(Saved data entries)
Start of Block
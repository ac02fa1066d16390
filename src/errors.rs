// ABOUTME: Unified error handling for the workout calculator
// ABOUTME: Defines error codes, AppError, and the AppResult alias used across modules
//
// SPDX-License-Identifier: MIT OR Apache-2.0
// Copyright (c) 2025 Fittrack Contributors

//! # Unified Error Handling System
//!
//! This module provides the centralized error handling for fittrack. It
//! defines standard error codes and a single error type so every module
//! reports failures the same way.

use serde::{Deserialize, Serialize};
use std::fmt;
use thiserror::Error;

/// Standard error codes used throughout the application
#[derive(Debug, Clone, Copy, PartialEq, Eq, Serialize, Deserialize)]
pub enum ErrorCode {
    /// Workout kind tag is not one of the supported codes
    #[serde(rename = "UNKNOWN_WORKOUT_KIND")]
    UnknownWorkoutKind,
    /// Parameter count does not match the kind's expected field count
    #[serde(rename = "ARITY_MISMATCH")]
    ArityMismatch,
    /// Duration is zero or negative, mean speed is undefined
    #[serde(rename = "INVALID_DURATION")]
    InvalidDuration,
    /// A workout kind exists without a calorie formula
    #[serde(rename = "NOT_IMPLEMENTED")]
    NotImplemented,
    /// Data serialization failed
    #[serde(rename = "SERIALIZATION_ERROR")]
    SerializationError,
}

impl ErrorCode {
    /// Get a user-friendly description of this error
    #[must_use]
    pub const fn description(self) -> &'static str {
        match self {
            Self::UnknownWorkoutKind => "The workout kind tag is not recognized",
            Self::ArityMismatch => "The parameter count does not match the workout kind",
            Self::InvalidDuration => "The workout duration must be positive",
            Self::NotImplemented => "No calorie formula is defined for this workout kind",
            Self::SerializationError => "Data serialization failed",
        }
    }
}

/// Unified error type for the application
#[derive(Debug, Clone, Error)]
pub struct AppError {
    /// Error code
    pub code: ErrorCode,
    /// Human-readable error message
    pub message: String,
}

impl AppError {
    /// Create a new `AppError` with the given code and message
    pub fn new(code: ErrorCode, message: impl Into<String>) -> Self {
        Self {
            code,
            message: message.into(),
        }
    }

    /// Unknown workout kind tag
    pub fn unknown_workout_kind(tag: impl Into<String>) -> Self {
        let tag = tag.into();
        Self::new(
            ErrorCode::UnknownWorkoutKind,
            format!("Unknown workout kind: '{tag}'. Valid options: SWM, RUN, WLK"),
        )
    }

    /// Parameter arity mismatch for a workout kind
    #[must_use]
    pub fn arity_mismatch(kind: &str, expected: usize, actual: usize) -> Self {
        Self::new(
            ErrorCode::ArityMismatch,
            format!("{kind} expects {expected} parameters, got {actual}"),
        )
    }

    /// Non-positive duration
    #[must_use]
    pub fn invalid_duration(duration_hours: f64) -> Self {
        Self::new(
            ErrorCode::InvalidDuration,
            format!("Duration {duration_hours} h is not positive, mean speed is undefined"),
        )
    }

    /// Missing calorie formula for a kind.
    ///
    /// Unreachable while the kind enumeration stays closed; kept so an added
    /// kind without a formula fails loudly instead of returning garbage.
    pub fn not_implemented(kind: impl Into<String>) -> Self {
        let kind = kind.into();
        Self::new(
            ErrorCode::NotImplemented,
            format!("No calorie formula defined for workout kind '{kind}'"),
        )
    }
}

impl fmt::Display for AppError {
    fn fmt(&self, f: &mut fmt::Formatter<'_>) -> fmt::Result {
        write!(f, "{}: {}", self.code.description(), self.message)
    }
}

/// Conversion from `serde_json` errors for the JSON formatter path
impl From<serde_json::Error> for AppError {
    fn from(error: serde_json::Error) -> Self {
        Self::new(ErrorCode::SerializationError, error.to_string())
    }
}

/// Result type alias for convenience
pub type AppResult<T> = Result<T, AppError>;
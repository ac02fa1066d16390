// ABOUTME: Output format abstraction for rendering workout summaries
// ABOUTME: Supports the classic report line (default) and JSON
//
// SPDX-License-Identifier: MIT OR Apache-2.0
// Copyright (c) 2025 Fittrack Contributors

//! Output Format Abstraction Layer
//!
//! Summaries render either as the classic one-line report or as JSON for
//! machine consumers. The field set and three-decimal text precision are
//! the external contract; the selector only changes the envelope.

use crate::errors::AppResult;
use crate::models::Summary;
use std::fmt;

/// Output serialization format selector
#[derive(Debug, Clone, Copy, PartialEq, Eq, Default)]
pub enum OutputFormat {
    /// Classic one-line report (default)
    #[default]
    Text,
    /// JSON object per summary
    Json,
}

impl OutputFormat {
    /// Parse format from string parameter (case-insensitive).
    /// Returns `Text` for unrecognized values (backwards compatible)
    #[must_use]
    pub fn from_str_param(s: &str) -> Self {
        match s.to_lowercase().as_str() {
            "json" => Self::Json,
            _ => Self::Text,
        }
    }

    /// Get the format name as a string
    #[must_use]
    pub const fn as_str(self) -> &'static str {
        match self {
            Self::Text => "text",
            Self::Json => "json",
        }
    }
}

impl fmt::Display for OutputFormat {
    fn fmt(&self, f: &mut fmt::Formatter<'_>) -> fmt::Result {
        write!(f, "{}", self.as_str())
    }
}

/// Render a summary in the requested format.
///
/// # Errors
///
/// Returns `ErrorCode::SerializationError` when JSON serialization fails.
pub fn format_summary(summary: &Summary, format: OutputFormat) -> AppResult<String> {
    match format {
        OutputFormat::Text => Ok(summary.message()),
        OutputFormat::Json => Ok(serde_json::to_string(summary)?),
    }
}
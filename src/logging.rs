// ABOUTME: Logging configuration and structured logging setup for the fittrack binaries
// ABOUTME: Configures log level filtering with RUST_LOG override support
//
// SPDX-License-Identifier: MIT OR Apache-2.0
// Copyright (c) 2025 Fittrack Contributors

//! Structured logging setup.
//!
//! Binaries call [`init_logging`] once at startup. The default level is
//! `info`, raised to `debug` in verbose mode; a `RUST_LOG` environment
//! variable overrides both.

use anyhow::{anyhow, Result};
use tracing_subscriber::EnvFilter;

/// Initialize structured logging for the process.
///
/// # Errors
///
/// Returns an error when a global subscriber is already installed.
pub fn init_logging(verbose: bool) -> Result<()> {
    let default_level = if verbose { "debug" } else { "info" };
    let filter =
        EnvFilter::try_from_default_env().unwrap_or_else(|_| EnvFilter::new(default_level));

    tracing_subscriber::fmt()
        .with_env_filter(filter)
        .with_target(false)
        .try_init()
        .map_err(|e| anyhow!("failed to initialize logging: {e}"))
}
End of Block
▶ What is expected
Where the string "without" appears in a line of the entries, that line counts; state the total number of such lines and nothing else.

▶ Result of this exercise
2